Yoga to build
strength

SIX weeks to a STRONGER YOU!

This six-class yoga course is designed to help you build strength, enhance core stability, and improve posture through targeted movements, combined with the breath. Each class focuses on alignment and functional movement, so you can build strength and move with confidence both on and off the mat.

The classes

WEEK 1:

Foundations first

Focus on building strength from the ground up. Checking in with posture awareness and breathing techniques that set the stage for strength and stability throughout the course.

WEEK 2:

Core activation

Target your 360 core wrap to develop a strong, supportive centre. Focusing on slow and mindful movement, linked with the breath, this class helps you stabilise your spine.

WEEK 3:

Lower body strength

Strengthen legs, hips and glutes through purposeful yoga poses and slow controlled transitions. This session improves balance and supports posture.

WEEK 4:

Upper body strength

Focus on shoulders, arms, and upper back to further enhance strength and posture. Experience poses that build endurance and alignment while maintaining fluidity and ease in movement.

WEEK 5:

Balance and stability

Well trained balance makes us more adaptable and resilient. Practicing controlled transitions and balancing poses, you’ll gain confidence in your body’s strength and control.

WEEK 6:

Full body integration

Combine all elements from previous classes into a challenging (and fun!) strength-building yoga sequence. Finish the course on a high, feeling empowered and ready to carry your strength into everyday life.

Who is the course for?

The course is suitable for people who are new to yoga as well as those who are experienced yogis!

How is it structured?

The course is six weeks long. You’ll repeat the same 45-minute class twice each week. Repeating a class means that you will be able to focus on improving your technique and form, so that you do the class a little bit ‘better’ each time, and your body will therefore get more out of it.

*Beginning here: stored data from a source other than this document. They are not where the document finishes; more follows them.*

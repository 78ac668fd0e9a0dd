//! Contains the [`Hijacker`] trait and the patch status check built on top of it.

use thiserror::Error;

use crate::{
    frontend::hex,
    logger::Logger,
    metadata::PatchMetadata,
    process::TargetProcess,
};

/// The result of stopping the threads of a target process
#[derive(Copy, Clone, Debug, PartialEq, Eq)]
pub enum AttachOutcome {
    /// Every thread is stopped
    Attached,
    /// Only this many threads could be stopped
    Partial(usize),
}

/// A failed query is either something the process can recover from or not
#[derive(Debug)]
pub enum Fault<E> {
    Warning(E),
    Fatal(E),
}

/// This trait contains the minimum behavior that is expected from anything that can
/// stop a live process and ask the patching runtime inside of it about a patch.
pub trait Hijacker {
    /// Each hijacker has its corresponding error type
    type Error: std::error::Error;

    /// Stop all threads of the process
    fn attach(&mut self, process: &TargetProcess) -> Result<AttachOutcome, Self::Error>;
    /// Ask the stopped process whether the patch described by `metadata` is applied
    fn query(&mut self, metadata: &PatchMetadata) -> Result<bool, Fault<Self::Error>>;
    /// Let every thread that was stopped by [`Hijacker::attach`] continue
    fn resume(&mut self) -> Result<(), Self::Error>;
}

#[derive(Error, Debug)]
pub enum CheckError<E: std::error::Error> {
    #[error("Unable to attach to process: {0}")]
    Attach(E),

    #[error("Only {0} threads of the process could be stopped")]
    PartialAttach(usize),

    #[error("Query failed, the process can continue: {0}")]
    Query(E),

    #[error("Query failed, the process is in an inconsistent state: {0}")]
    FatalQuery(E),

    #[error("Unable to resume process: {0}")]
    Resume(E),
}

/// Whether a live patch is active in the target
#[derive(Copy, Clone, Debug, PartialEq, Eq)]
pub enum PatchStatus {
    Applied,
    NotApplied,
}

impl PatchStatus {
    /// The exit status the check tool reports this as
    pub fn exit_code(&self) -> i32 {
        match self {
            PatchStatus::Applied => 1,
            PatchStatus::NotApplied => 0,
        }
    }
}

/// Stop `process`, ask whether the patch in `metadata` is applied and let it run again.
/// The process is resumed in every case where at least one thread was stopped.
/// A failed resume is reported as [`CheckError::Resume`] even if the query failed too.
pub fn check_patch<H: Hijacker>(hijacker: &mut H, metadata: &PatchMetadata, process: &TargetProcess, logger: &mut Logger) -> Result<PatchStatus, CheckError<H::Error>> {
    logger.set_title("Attaching to process");
    logger.debug(format!("Stopping {} threads of process {}", process.threads().len(), process.pid()));

    match hijacker.attach(process).map_err(CheckError::Attach)? {
        AttachOutcome::Attached => {},
        AttachOutcome::Partial(stopped) => {
            if let Err(err) = hijacker.resume() {
                logger.error(format!("Unable to resume process after partial attach: {}", err));
            }
            return Err(CheckError::PartialAttach(stopped));
        },
    }

    logger.set_title("Querying patch status");
    logger.debug(format!("Looking for patch {}", hex(metadata.patch_id())));
    let result = hijacker.query(metadata);

    logger.set_title("Resuming process");
    let resumed = hijacker.resume();

    /* Resume failures take precedence over query failures */
    if let Err(err) = resumed {
        if let Err(Fault::Warning(query) | Fault::Fatal(query)) = &result {
            logger.error(format!("Query failed before the resume failure: {}", query));
        }
        return Err(CheckError::Resume(err));
    }

    let applied = match result {
        Ok(applied) => applied,
        Err(Fault::Warning(err)) => return Err(CheckError::Query(err)),
        Err(Fault::Fatal(err)) => return Err(CheckError::FatalQuery(err)),
    };

    if applied {
        Ok(PatchStatus::Applied)
    } else {
        Ok(PatchStatus::NotApplied)
    }
}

You will also do a 30-minute resistance training course one a week.

What do I need?

For the yoga class, you need a yoga mat, yoga brick (or something similar), a small, hard ball such as a tennis ball, and occasionally, a blanket. For the resistance training sessions you need weights that are light, medium and heavy for you. If you are new to resistance training, it’s fine to start with your body weight and build from there.